What the task requires: Filter the records below, keeping only lines with the string "contains".

Source material:
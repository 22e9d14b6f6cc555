//! Sensored-set maintenance across every radar.

use hecs::World;
use tracing::{debug, warn};

use geoscape_core::components::RadarSite;
use geoscape_core::error::SensorError;
use geoscape_core::geo;
use geoscape_core::radar::Radar;
use geoscape_core::types::{ContactId, GeoPosition, SiteId};

use crate::registry::ContactRegistry;
use crate::systems::radar::detection::ActiveRadar;

/// Add a freshly detected contact to every active radar whose tracking
/// range contains `position`. Returns the sites now holding it.
///
/// Uses the same strict comparison as the per-pair check, so a radar added
/// here keeps the contact when it is evaluated later in the pass.
pub fn add_detected_contact_to_every_radar(
    world: &World,
    radars: &[ActiveRadar],
    id: ContactId,
    position: GeoPosition,
) -> Vec<SiteId> {
    let mut sites = Vec::new();
    for active in radars {
        let Ok(mut radar) = world.get::<&mut Radar>(active.entity) else {
            continue;
        };
        if !radar.is_operational() {
            continue;
        }
        if geo::great_circle_distance(active.position, position) >= radar.tracking_range {
            continue;
        }
        match radar.add_contact(id) {
            Ok(()) | Err(SensorError::AlreadySensored(_)) => sites.push(active.site),
            Err(err) => {
                warn!(site = %active.site, contact = %id, %err, "radar cannot hold contact")
            }
        }
    }
    sites
}

/// Tell every radar that `id` left the geoscape.
///
/// Reaches all radars, active or not. When `destroyed` the registry has
/// compacted and higher ids are shifted down. Returns how many radars held it.
pub fn notify_contact_removed_all(world: &mut World, id: ContactId, destroyed: bool) -> usize {
    let mut held = 0;
    for (_entity, (site, radar)) in world.query_mut::<(&RadarSite, &mut Radar)>() {
        if radar.notify_contact_removed(id, destroyed) {
            debug!(site = %site.id, contact = %id, destroyed, "radar dropped removed contact");
            held += 1;
        }
    }
    held
}

/// For each contact id in `0..count`, whether any radar currently holds it.
pub fn held_contacts(world: &World, count: usize) -> Vec<bool> {
    let mut held = vec![false; count];
    for (_entity, radar) in world.query::<&Radar>().iter() {
        for id in radar.sensored() {
            if let Some(slot) = held.get_mut(id.index()) {
                *slot = true;
            }
        }
    }
    held
}

/// Whether any radar anywhere holds any contact.
pub fn any_radar_has_contacts(world: &World) -> bool {
    world.query::<&Radar>().iter().any(|(_, r)| r.has_contacts())
}

/// Rebuild every sensored set from scratch after loading.
///
/// Each detected contact still on the geoscape goes to every active radar
/// whose tracking range contains it.
pub fn restore_sensored_contacts(
    world: &mut World,
    registry: &ContactRegistry,
    radars: &[ActiveRadar],
) -> usize {
    for (_entity, radar) in world.query_mut::<&mut Radar>() {
        radar.clear_sensored();
    }

    let mut pairs = 0;
    for (id, contact) in registry.iter() {
        if !contact.detected || !contact.is_on_geoscape() {
            continue;
        }
        pairs += add_detected_contact_to_every_radar(world, radars, id, contact.position).len();
    }
    pairs
}

#[cfg(test)]
mod tests {
    use super::*;
    use crate::systems::radar::detection::collect_active;
    use crate::world_setup::spawn_base;

    fn base_with_radar(world: &mut World, id: u32, lon: f64, range: f64, tracking: f64) {
        let e = spawn_base(world, SiteId(id), format!("base-{id}"), GeoPosition::new(lon, 0.0));
        world
            .get::<&mut Radar>(e)
            .unwrap()
            .set_range(range, tracking, 1, 0.4);
    }

    #[test]
    fn test_propagation_uses_tracking_range() {
        let mut world = World::new();
        base_with_radar(&mut world, 0, 0.0, 5.0, 10.0);
        base_with_radar(&mut world, 1, 40.0, 5.0, 10.0);
        let mut active = Vec::new();
        collect_active(&world, &mut active);

        let sites = add_detected_contact_to_every_radar(
            &world,
            &active,
            ContactId(0),
            GeoPosition::new(8.0, 0.0),
        );
        assert_eq!(sites, vec![SiteId(0)]);
    }

    #[test]
    fn test_propagation_excludes_tracking_edge() {
        let mut world = World::new();
        let contact = GeoPosition::new(5.0, 0.0);
        let edge = geo::great_circle_distance(GeoPosition::new(12.0, 0.0), contact);
        base_with_radar(&mut world, 0, 0.0, 10.0, 10.0);
        base_with_radar(&mut world, 1, 12.0, 1.0, edge);
        let mut active = Vec::new();
        collect_active(&world, &mut active);

        let sites = add_detected_contact_to_every_radar(&world, &active, ContactId(0), contact);
        assert_eq!(sites, vec![SiteId(0)]);
    }

    #[test]
    fn test_removal_reaches_every_radar() {
        let mut world = World::new();
        base_with_radar(&mut world, 0, 0.0, 10.0, 10.0);
        base_with_radar(&mut world, 1, 90.0, 10.0, 10.0);
        for (_e, radar) in world.query_mut::<&mut Radar>() {
            radar.add_contact(ContactId(1)).unwrap();
            radar.add_contact(ContactId(3)).unwrap();
        }

        assert_eq!(notify_contact_removed_all(&mut world, ContactId(1), true), 2);
        for (_e, radar) in world.query::<&Radar>().iter() {
            assert_eq!(radar.sensored(), &[ContactId(2)]);
        }
        assert_eq!(held_contacts(&world, 3), vec![false, false, true]);
    }

    #[test]
    fn test_any_radar_has_contacts() {
        let mut world = World::new();
        base_with_radar(&mut world, 0, 0.0, 10.0, 10.0);
        assert!(!any_radar_has_contacts(&world));
        for (_e, radar) in world.query_mut::<&mut Radar>() {
            radar.add_contact(ContactId(0)).unwrap();
        }
        assert!(any_radar_has_contacts(&world));
    }
}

Answer box:
/// range contains `position`. Returns the sites now holding it.
/// whose tracking range contains it.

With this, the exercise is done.